Since yesterday's announcement that a Chicago Police officer would face charges in the shooting death of Laquan McDonald, hundreds of activists have been taking to the streets to demand justice for the teenager.
But some of today's rallies had an additional focus: freeing from jail a 22-year old protester arrested last night, for allegedly assaulting a police officer.
Brandis Friedman has been keeping an eye on those protests and joins us with the latest.
There is still a small protest going on Downtown, but last's night's demonstration grew to include upwards of several hundred people, so the same could happen again as the night goes on.
There are also reports on social media that activists are planning to demonstrate during tomorrow morning's Thanksgiving Day Parade on State Street.
Almost a couple hundred demonstrators gathered outside the Courthouse this afternoon to support someone who was arrested during last night's protests: 22-year old Malcolm London, who has actually been on different WTTW programs to talk about his activism and education.
He's even given TED Education Talks using his spoken word poetry.
London was released from Cook County Jail this afternoon to a cheering crowd outside the Leighton Criminal Court Building, at 26th Street and California Avenue.

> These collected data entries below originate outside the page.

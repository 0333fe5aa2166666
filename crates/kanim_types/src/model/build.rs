//! Build side of the canonical model: symbols, their frames and the derived
//! pixel-space sprite table.

use serde::{Deserialize, Serialize};

use crate::file::{KanimError, ReferenceKind};

use super::Hashes;

/// A single sprite frame inside a [`Symbol`].
///
/// Pivot and size values are stored doubled (the container's unit is half a pixel),
/// and `pivot_x` is negated. The UV rectangle is normalized to `[0, 1]` atlas space.
#[derive(Debug, Clone, Copy, PartialEq, Default, Serialize, Deserialize)]
pub struct Frame {
	/// Index of this frame within its symbol
	pub source_frame_num: i32,
	/// Hold time in ticks
	pub duration: i32,
	/// Legacy field, carried through untouched
	pub build_image_index: i32,
	/// Pivot X offset (×2, negated)
	pub pivot_x: f32,
	/// Pivot Y offset (×2)
	pub pivot_y: f32,
	/// Sprite width ×2
	pub pivot_width: f32,
	/// Sprite height ×2
	pub pivot_height: f32,
	/// UV left
	pub x1: f32,
	/// UV top
	pub y1: f32,
	/// UV right
	pub x2: f32,
	/// UV bottom
	pub y2: f32,
	/// Running sum of the preceding frames' durations within the symbol
	pub time: i32,
}

/// A named group of sprite frames addressed by a stable hash.
#[derive(Debug, Clone, PartialEq, Default, Serialize, Deserialize)]
pub struct Symbol {
	/// Name hash, also the lookup key into the build [`Hashes`]
	pub hash: i32,
	/// Path hash (version > 9 only)
	pub path: i32,
	/// Always 0 in practice
	pub color: i32,
	/// Opaque bitfield
	pub flags: i32,
	frames: Vec<Frame>,
}

impl Symbol {
	/// Creates a symbol and derives each frame's `time` from the durations before it.
	pub fn new(hash: i32, path: i32, color: i32, flags: i32, frames: Vec<Frame>) -> Self {
		let mut symbol = Self {
			hash,
			path,
			color,
			flags,
			frames,
		};
		symbol.retime();
		symbol
	}

	/// Appends a frame, deriving its `time`.
	pub fn push_frame(&mut self, mut frame: Frame) {
		frame.time = self.frames.last().map_or(0, |last| last.time + last.duration);
		self.frames.push(frame);
	}

	/// Frames of this symbol, in stream order.
	pub fn frames(&self) -> &[Frame] {
		&self.frames
	}

	/// Number of frames.
	pub fn frame_count(&self) -> usize {
		self.frames.len()
	}

	fn retime(&mut self) {
		let mut time = 0;
		for frame in &mut self.frames {
			frame.time = time;
			time += frame.duration;
		}
	}
}

/// The sprite-sheet description: every symbol and its frames.
///
/// Symbol and frame counts are derived from the contained records and can never
/// disagree with them.
#[derive(Debug, Clone, PartialEq, Default, Serialize, Deserialize)]
pub struct Build {
	/// Container version
	pub version: i32,
	/// Build name
	pub name: String,
	/// Symbols in stream order
	pub symbols: Vec<Symbol>,
}

impl Build {
	/// Creates a build from already decoded symbols.
	pub fn new(version: i32, name: impl Into<String>, symbols: Vec<Symbol>) -> Self {
		Self {
			version,
			name: name.into(),
			symbols,
		}
	}

	/// Number of symbols.
	pub fn symbol_count(&self) -> usize {
		self.symbols.len()
	}

	/// Total number of frames across all symbols.
	pub fn frame_count(&self) -> usize {
		self.symbols.iter().map(Symbol::frame_count).sum()
	}
}

/// Pixel-space rectangle of one build frame inside the atlas.
///
/// `y` keeps the bottom-left origin of the UV rectangle; top-left image
/// coordinates are obtained with [`BuildTableRow::top`].
#[derive(Debug, Clone, PartialEq, Serialize, Deserialize)]
pub struct BuildTableRow {
	/// Symbol name
	pub name: String,
	/// Symbol hash
	pub hash: i32,
	/// Frame index within the symbol
	pub index: i32,
	/// Frame time
	pub time: i32,
	/// Frame duration
	pub duration: i32,
	/// Left edge in pixels
	pub x: f32,
	/// Edge in pixels measured from the bottom of the atlas
	pub y: f32,
	/// Width in pixels
	pub width: f32,
	/// Height in pixels
	pub height: f32,
	/// Pivot X (container units)
	pub pivot_x: f32,
	/// Pivot Y (container units)
	pub pivot_y: f32,
	/// Pivot width (container units)
	pub pivot_width: f32,
	/// Pivot height (container units)
	pub pivot_height: f32,
}

impl BuildTableRow {
	/// Top pixel row of this sprite in an atlas of the given height.
	pub fn top(&self, atlas_height: u32) -> f32 {
		atlas_height as f32 - self.y
	}

	/// Sprite name used for exported textures, `"{name}_{index}"`.
	pub fn sprite_name(&self) -> String {
		format!("{}_{}", self.name, self.index)
	}
}

/// One [`BuildTableRow`] per build frame, in symbol/frame order.
#[derive(Debug, Clone, PartialEq, Default, Serialize, Deserialize)]
pub struct BuildTable {
	rows: Vec<BuildTableRow>,
}

impl BuildTable {
	/// Derives the table from a build and the atlas pixel size.
	///
	/// # Errors
	///
	/// Returns [`KanimError::MissingReference`] if a symbol hash has no name in `hashes`.
	pub fn new(
		build: &Build,
		hashes: &Hashes,
		atlas_width: u32,
		atlas_height: u32,
	) -> Result<Self, KanimError> {
		let w = atlas_width as f32;
		let h = atlas_height as f32;
		let mut rows = Vec::with_capacity(build.frame_count());

		for symbol in &build.symbols {
			let name = hashes
				.name(symbol.hash)
				.ok_or_else(|| KanimError::missing(ReferenceKind::SymbolHash, symbol.hash))?;

			for frame in symbol.frames() {
				rows.push(BuildTableRow {
					name: name.to_string(),
					hash: symbol.hash,
					index: frame.source_frame_num,
					time: frame.time,
					duration: frame.duration,
					x: frame.x1 * w,
					y: (1.0 - frame.y1) * h,
					width: (frame.x2 - frame.x1) * w,
					height: (frame.y2 - frame.y1) * h,
					pivot_x: frame.pivot_x,
					pivot_y: frame.pivot_y,
					pivot_width: frame.pivot_width,
					pivot_height: frame.pivot_height,
				});
			}
		}

		Ok(Self {
			rows,
		})
	}

	/// Rows in symbol/frame order.
	pub fn rows(&self) -> &[BuildTableRow] {
		&self.rows
	}

	/// Number of rows.
	pub fn len(&self) -> usize {
		self.rows.len()
	}

	/// Returns `true` when there are no rows.
	pub fn is_empty(&self) -> bool {
		self.rows.is_empty()
	}
}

He was charged with assaulting a police officer during last night's march through Downtown and the South Loop, but those charges were dropped this afternoon.
He and the Black Youth Project 100 are among several organizations arranging marches and demonstrations around the indictment of Chicago Police Officer Jason Van Dyke, who's charged in the death of 17-year old McDonald.
They say they hope these demonstrations send a clear message to the power structure in Chicago.
"We want our youth to stop being stopped and frisked, more money to be invested into education, health care than into policing and prisons" said Timothy Bradford of the Black Youth Project 100. "That's what we want. That's what we need. We want economic development in our communities that's not gentrification. We want affordable housing, mental health care. We want free education for our youth. We want black youth to be decriminalized."
The Free Malcolm and Justice for Laquan protesters received support today from the Enlace Chicago, a community organization in Little Village, as well as the Chicago Teachers Union. (You can see CTU Vice President Jesse Sharkey in the crowd there, along with a few other CTU members.)
That's because among the four or five folks arrested last night, one of them is a CTU member who was released last night.
Outside today's protest, we also spoke with a Princeton University Professor of African-American Studies who is in town for the Thanksgiving holiday, and was at the Courthouse supporting the demonstrators.
She says this entire case points to a need for a substantive change in the Chicago policing.
"The video is disturbing and it's disgusting, and it raises all of the questions that have come up in response to the Black Lives Matter movement about racism, about injustice, about police in the United States," said Keeanga-Yamahtta Taylor of Princeton University. "It points to why people don't trust the police. If you go back and look at the reports of what police said happened the night that Laquan McDonald was killed, it is completely opposite of what the video shows. We've seen this time and time again. ... And people wonder where there is such a lack of trust of police in black and brown communities."
Some argue that if officer Van Dyke is being charged, why are protesters still gathering? They say it's because the case isn't over.
He hasn't been tried or convicted yet, and they fear they won't get what they believe to be justice for Laquan McDonald.
Representatives from One Chicago and the Stop Mass Incarceration Network gathered at City Hall today hoping to draw attention to a few dozen other fatal police-involved shootings.
They say they'd like to see investigations into those cases and they planning a lot more action to draw attention to their cause.